§ Activity: Set down the line that has "result, project first." and each line beneath it, through the last line of the entries, exactly and with no others.

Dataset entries
****************************************
use serde::Serialize;
use std::path::Path;
use tracing::warn;

/// A file that was skipped during a scan.
#[derive(Debug, Clone, PartialEq, Eq, Serialize)]
#[serde(rename_all = "camelCase")]
pub struct ParseWarning {
    pub file: String,
    pub error: String,
    pub skipped: bool,
}

/// Items parsed from one or more files plus a warning for every file or entry
/// that could not be used. A bad file never aborts the scan.
#[derive(Debug, Clone, Serialize)]
pub struct Parsed<T> {
    pub items: Vec<T>,
    pub warnings: Vec<ParseWarning>,
}

impl<T> Default for Parsed<T> {
    fn default() -> Self {
        Self {
            items: Vec::new(),
            warnings: Vec::new(),
        }
    }
}

impl<T> Parsed<T> {
    pub fn new() -> Self {
        Self::default()
    }

    pub fn len(&self) -> usize {
        self.items.len()
    }

    pub fn is_empty(&self) -> bool {
        self.items.is_empty()
    }

    /// Record a skipped file (or entry within a file) and log it.
    pub fn skip(&mut self, file: &Path, error: impl ToString) {
        let error = error.to_string();
        warn!(file = %file.display(), error = %error, "skipping configuration entry");
        self.warnings.push(ParseWarning {
            file: file.display().to_string(),
            error,
            skipped: true,
        });
    }

    /// Append another result, keeping `self`'s items first.
    pub fn extend(&mut self, other: Parsed<T>) {
        self.items.extend(other.items);
        self.warnings.extend(other.warnings);
    }

    pub fn map<U>(self, f: impl FnMut(T) -> U) -> Parsed<U> {
        Parsed {
            items: self.items.into_iter().map(f).collect(),
            warnings: self.warnings,
        }
    }
}

/// Combine a project-scope result with a user-scope result, project first.
pub fn merge<T>(project: Parsed<T>, user: Parsed<T>) -> Parsed<T> {
    let mut out = project;
    out.extend(user);
    out
}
****************************************
§ Answer to this task:
/// Combine a project-scope result with a user-scope result, project first.
pub fn merge<T>(project: Parsed<T>, user: Parsed<T>) -> Parsed<T> {
    let mut out = project;
    out.extend(user);
    out
}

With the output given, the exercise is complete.